Repeat every entry, word for word, leaving no line out.

Collected data
━━━━━━━━━━━━━━━━━━━━

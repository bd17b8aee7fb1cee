//! Extension and exclude-substring file filtering.

use std::path::Path;

/// File filter for one document kind.
#[derive(Debug, Clone)]
pub struct FileFilter {
    extension: String,
    excludes: Vec<String>,
}

impl FileFilter {
    /// Create a filter accepting `extension` (with or without the leading dot,
    /// case-insensitive) and rejecting any path containing one of `excludes`.
    pub fn new<S: AsRef<str>>(extension: &str, excludes: &[S]) -> Self {
        Self {
            extension: extension.trim_start_matches('.').to_lowercase(),
            excludes: excludes
                .iter()
                .map(|s| s.as_ref().to_string())
                .filter(|s| !s.is_empty())
                .collect(),
        }
    }

    /// Check if a path should be indexed.
    ///
    /// Only inspects the path string; callers are responsible for skipping
    /// directories.
    #[must_use]
    pub fn matches(&self, path: &Path) -> bool {
        self.has_extension(path) && !self.is_excluded(path)
    }

    /// Check if a path carries the configured extension.
    #[must_use]
    pub fn has_extension(&self, path: &Path) -> bool {
        path.extension()
            .and_then(|e| e.to_str())
            .is_some_and(|ext| ext.eq_ignore_ascii_case(&self.extension))
    }

    /// Check if a path contains any exclude substring.
    #[must_use]
    pub fn is_excluded(&self, path: &Path) -> bool {
        let path_str = path.to_string_lossy();
        self.excludes.iter().any(|ex| path_str.contains(ex.as_str()))
    }

    /// The normalized extension this filter accepts.
    #[must_use]
    pub fn extension(&self) -> &str {
        &self.extension
    }
}

#[cfg(test)]
mod tests {
    use super::*;

    #[test]
    fn test_extension_match_is_case_insensitive() {
        let filter = FileFilter::new::<&str>("docx", &[]);
        assert!(filter.matches(Path::new("/share/report.docx")));
        assert!(filter.matches(Path::new("/share/REPORT.DOCX")));
        assert!(!filter.matches(Path::new("/share/report.doc")));
        assert!(!filter.matches(Path::new("/share/docx")));
    }

    #[test]
    fn test_leading_dot_is_ignored() {
        let filter = FileFilter::new::<&str>(".PDF", &[]);
        assert_eq!(filter.extension(), "pdf");
        assert!(filter.matches(Path::new("a.pdf")));
    }

    #[test]
    fn test_exclude_substrings() {
        let filter = FileFilter::new("docx", &["~$", "/archive/"]);
        assert!(filter.matches(Path::new("/share/plan.docx")));
        assert!(!filter.matches(Path::new("/share/~$plan.docx")));
        assert!(!filter.matches(Path::new("/share/archive/old.docx")));
    }

    #[test]
    fn test_empty_excludes_are_dropped() {
        let filter = FileFilter::new("docx", &[""]);
        assert!(filter.matches(Path::new("/share/plan.docx")));
    }
}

━━━━━━━━━━━━━━━━━━━━

Task solution
repository bd17b8aee7fb1cee
//! Extension and exclude-substring file filtering.

use std::path::Path;

/// File filter for one document kind.
#[derive(Debug, Clone)]
pub struct FileFilter {
    extension: String,
    excludes: Vec<String>,
}

impl FileFilter {
    /// Create a filter accepting `extension` (with or without the leading dot,
    /// case-insensitive) and rejecting any path containing one of `excludes`.
    pub fn new<S: AsRef<str>>(extension: &str, excludes: &[S]) -> Self {
        Self {
            extension: extension.trim_start_matches('.').to_lowercase(),
            excludes: excludes
                .iter()
                .map(|s| s.as_ref().to_string())
                .filter(|s| !s.is_empty())
                .collect(),
        }
    }

    /// Check if a path should be indexed.
    ///
    /// Only inspects the path string; callers are responsible for skipping
    /// directories.
    #[must_use]
    pub fn matches(&self, path: &Path) -> bool {
        self.has_extension(path) && !self.is_excluded(path)
    }

    /// Check if a path carries the configured extension.
    #[must_use]
    pub fn has_extension(&self, path: &Path) -> bool {
        path.extension()
            .and_then(|e| e.to_str())
            .is_some_and(|ext| ext.eq_ignore_ascii_case(&self.extension))
    }

    /// Check if a path contains any exclude substring.
    #[must_use]
    pub fn is_excluded(&self, path: &Path) -> bool {
        let path_str = path.to_string_lossy();
        self.excludes.iter().any(|ex| path_str.contains(ex.as_str()))
    }

    /// The normalized extension this filter accepts.
    #[must_use]
    pub fn extension(&self) -> &str {
        &self.extension
    }
}

#[cfg(test)]
mod tests {
    use super::*;

    #[test]
    fn test_extension_match_is_case_insensitive() {
        let filter = FileFilter::new::<&str>("docx", &[]);
        assert!(filter.matches(Path::new("/share/report.docx")));
        assert!(filter.matches(Path::new("/share/REPORT.DOCX")));
        assert!(!filter.matches(Path::new("/share/report.doc")));
        assert!(!filter.matches(Path::new("/share/docx")));
    }

    #[test]
    fn test_leading_dot_is_ignored() {
        let filter = FileFilter::new::<&str>(".PDF", &[]);
        assert_eq!(filter.extension(), "pdf");
        assert!(filter.matches(Path::new("a.pdf")));
    }

    #[test]
    fn test_exclude_substrings() {
        let filter = FileFilter::new("docx", &["~$", "/archive/"]);
        assert!(filter.matches(Path::new("/share/plan.docx")));
        assert!(!filter.matches(Path::new("/share/~$plan.docx")));
        assert!(!filter.matches(Path::new("/share/archive/old.docx")));
    }

    #[test]
    fn test_empty_excludes_are_dropped() {
        let filter = FileFilter::new("docx", &[""]);
        assert!(filter.matches(Path::new("/share/plan.docx")));
    }
}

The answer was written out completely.